In vitro binding between IN and IN-core proteins. IN and IN-core proteins were expressed as GST fusion proteins in bacteria and were purified by binding to glutathione-Sepharose 4B beads (Pharmacia Biotech). One set of proteins bound to resin was cleaved from GST with Prescission protease (Pharmacia Biotech) at 4°C for 2 to 4 h in the presence of cleavage buffer containing 50 mM Tris-HCl (pH 7.0), 150 mM NaCl, 1 mM EDTA, and 1 mM dithiothreitol.
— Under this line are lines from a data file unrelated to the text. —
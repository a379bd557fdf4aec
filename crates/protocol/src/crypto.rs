//! Key material and the per-message hybrid cipher.
//!
//! Each side of a protected connection generates an RSA keypair, publishes
//! the public half during the handshake, and from then on every message is
//! sealed under a fresh AES-128 key that is wrapped for the recipient with
//! RSA-OAEP. No symmetric key outlives the message it protects.

use aes::Aes128;
use eax::aead::{generic_array::GenericArray, AeadInPlace, KeyInit};
use eax::Eax;
use rand::rngs::OsRng;
use rand::RngCore;
use rsa::pkcs1::DecodeRsaPublicKey;
use rsa::pkcs8::{DecodePublicKey, EncodePublicKey, LineEnding};
use rsa::traits::PublicKeyParts;
use rsa::{Oaep, RsaPrivateKey, RsaPublicKey};
use sha1::Sha1;

use crate::envelope::Envelope;
use crate::error::{ProtocolError, Result};

/// Modulus size of generated keys. Both peers must agree on it out of band.
pub const RSA_KEY_BITS: usize = 2048;

/// Length of the per-message AES key in bytes.
pub const SESSION_KEY_LENGTH: usize = 16;

/// Length of the EAX nonce in bytes.
pub const NONCE_LENGTH: usize = 16;

/// Length of the EAX authentication tag in bytes.
pub const TAG_LENGTH: usize = 16;

/// AES-128 in EAX mode with a 16-byte nonce and 16-byte tag.
type SessionCipher = Eax<Aes128>;

fn oaep() -> Oaep {
    Oaep::new::<Sha1>()
}

/// The local keypair for one connection attempt.
///
/// The private half never leaves the process; only [`KeyPair::public_key`]
/// is ever transmitted.
#[derive(Clone)]
pub struct KeyPair {
    private_key: RsaPrivateKey,
    public_key: PeerPublicKey,
}

impl KeyPair {
    /// Generates a new keypair with the deployment modulus size.
    pub fn generate() -> Result<Self> {
        Self::generate_with_bits(RSA_KEY_BITS)
    }

    /// Generates a new keypair with an explicit modulus size.
    pub fn generate_with_bits(bits: usize) -> Result<Self> {
        let private_key = RsaPrivateKey::new(&mut OsRng, bits)
            .map_err(|e| ProtocolError::Encryption(format!("key generation failed: {}", e)))?;
        let public_key = PeerPublicKey {
            key: RsaPublicKey::from(&private_key),
        };

        Ok(Self {
            private_key,
            public_key,
        })
    }

    /// Returns the public half, suitable for announcing to a peer.
    pub fn public_key(&self) -> &PeerPublicKey {
        &self.public_key
    }

    /// Returns the modulus length in bytes, which is also the wrapped-key
    /// length of every envelope addressed to this keypair.
    pub fn modulus_len(&self) -> usize {
        self.private_key.size()
    }

    /// Recovers a session key wrapped for this keypair.
    fn unwrap_key(&self, wrapped: &[u8]) -> Result<Vec<u8>> {
        self.private_key
            .decrypt(oaep(), wrapped)
            .map_err(|e| ProtocolError::Authentication(format!("key unwrap failed: {}", e)))
    }
}

impl std::fmt::Debug for KeyPair {
    fn fmt(&self, f: &mut std::fmt::Formatter<'_>) -> std::fmt::Result {
        f.debug_struct("KeyPair")
            .field("modulus_bits", &(self.modulus_len() * 8))
            .field("private_key", &"[REDACTED]")
            .finish()
    }
}

/// The counterpart's public key, known only after a completed handshake.
#[derive(Debug, Clone, PartialEq, Eq)]
pub struct PeerPublicKey {
    key: RsaPublicKey,
}

impl PeerPublicKey {
    /// Parses a PEM public key.
    ///
    /// Accepts SubjectPublicKeyInfo (`BEGIN PUBLIC KEY`) and PKCS#1
    /// (`BEGIN RSA PUBLIC KEY`) encodings.
    pub fn from_pem(pem: &str) -> Result<Self> {
        let pem = pem.trim();
        let key = RsaPublicKey::from_public_key_pem(pem)
            .or_else(|_| RsaPublicKey::from_pkcs1_pem(pem))
            .map_err(|e| ProtocolError::InvalidPublicKey(e.to_string()))?;
        Ok(Self { key })
    }

    /// Encodes the key as a SubjectPublicKeyInfo PEM string.
    pub fn to_pem(&self) -> Result<String> {
        self.key
            .to_public_key_pem(LineEnding::LF)
            .map_err(|e| ProtocolError::InvalidPublicKey(e.to_string()))
    }

    /// Returns the modulus length in bytes.
    pub fn modulus_len(&self) -> usize {
        self.key.size()
    }

    fn wrap_key(&self, session_key: &[u8]) -> Result<Vec<u8>> {
        self.key
            .encrypt(&mut OsRng, oaep(), session_key)
            .map_err(|e| ProtocolError::Encryption(format!("key wrap failed: {}", e)))
    }
}

/// Seals `plaintext` for the holder of `peer`'s private key.
///
/// A fresh session key and nonce are drawn for every call, so sealing the
/// same plaintext twice never yields the same envelope.
pub fn protect(plaintext: &[u8], peer: &PeerPublicKey) -> Result<Envelope> {
    let mut session_key = [0u8; SESSION_KEY_LENGTH];
    let mut nonce = [0u8; NONCE_LENGTH];
    OsRng.fill_bytes(&mut session_key);
    OsRng.fill_bytes(&mut nonce);

    let cipher = SessionCipher::new_from_slice(&session_key)
        .map_err(|e| ProtocolError::Encryption(e.to_string()))?;

    let mut ciphertext = plaintext.to_vec();
    let tag = cipher
        .encrypt_in_place_detached(GenericArray::from_slice(&nonce), b"", &mut ciphertext)
        .map_err(|e| ProtocolError::Encryption(e.to_string()))?;

    let wrapped_key = peer.wrap_key(&session_key)?;

    let mut tag_bytes = [0u8; TAG_LENGTH];
    tag_bytes.copy_from_slice(&tag);

    Ok(Envelope {
        wrapped_key,
        nonce,
        tag: tag_bytes,
        ciphertext,
    })
}

/// Opens an envelope addressed to `own`.
///
/// Fails with [`ProtocolError::Format`] when the wrapped key does not match
/// the receiver's modulus length, and with [`ProtocolError::Authentication`]
/// when the key cannot be unwrapped or the tag does not verify.
pub fn unprotect(envelope: &Envelope, own: &KeyPair) -> Result<Vec<u8>> {
    if envelope.wrapped_key.len() != own.modulus_len() {
        return Err(ProtocolError::Format(format!(
            "wrapped key is {} bytes, receiver modulus is {} bytes",
            envelope.wrapped_key.len(),
            own.modulus_len()
        )));
    }

    let session_key = own.unwrap_key(&envelope.wrapped_key)?;
    let cipher = SessionCipher::new_from_slice(&session_key)
        .map_err(|e| ProtocolError::Authentication(format!("bad session key: {}", e)))?;

    let mut plaintext = envelope.ciphertext.clone();
    cipher
        .decrypt_in_place_detached(
            GenericArray::from_slice(&envelope.nonce),
            b"",
            &mut plaintext,
            GenericArray::from_slice(&envelope.tag),
        )
        .map_err(|_| ProtocolError::Authentication("tag verification failed".to_string()))?;

    Ok(plaintext)
}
For binding experiments, cleaved proteins were isolated and incubated with Sepharose 4B beads bound to GST-fused IN or IN-core (containing a factor Xa cleavage site) at 22°C for 45 min in the presence of binding buffer containing 1× phosphate-buffered saline, 0.1% Tween 20, and 0.1% Casamino Acids. The binding buffer was used to wash the beads four times to remove unbound proteins. The beads were then boiled in 2× sample buffer, and the proteins bound to the GST fusion proteins were analyzed by sodium dodecyl sulfate-polyacrylamide gel electrophoresis and immunoblotting with anti-IN antisera (28). (A) Pulldown of IN-core by GST-IN-core. Five percent of the input of IN-core and GST-IN-core and 10% of the supernatant and pellet were loaded on the Coomassie blue-stained gel. Approximately one-fourth of each of these samples was then run on a separate gel and transferred to a nitrocellulose membrane for immunoblotting with anti-IN antisera. (B) Pulldown of IN by GST-IN-core. The same amounts of samples as described above were loaded. (C) Pulldown of IN by GST-IN. Again, 5% of the input of cleaved IN was loaded along with 10% of the supernatant and pellet from each pulldown.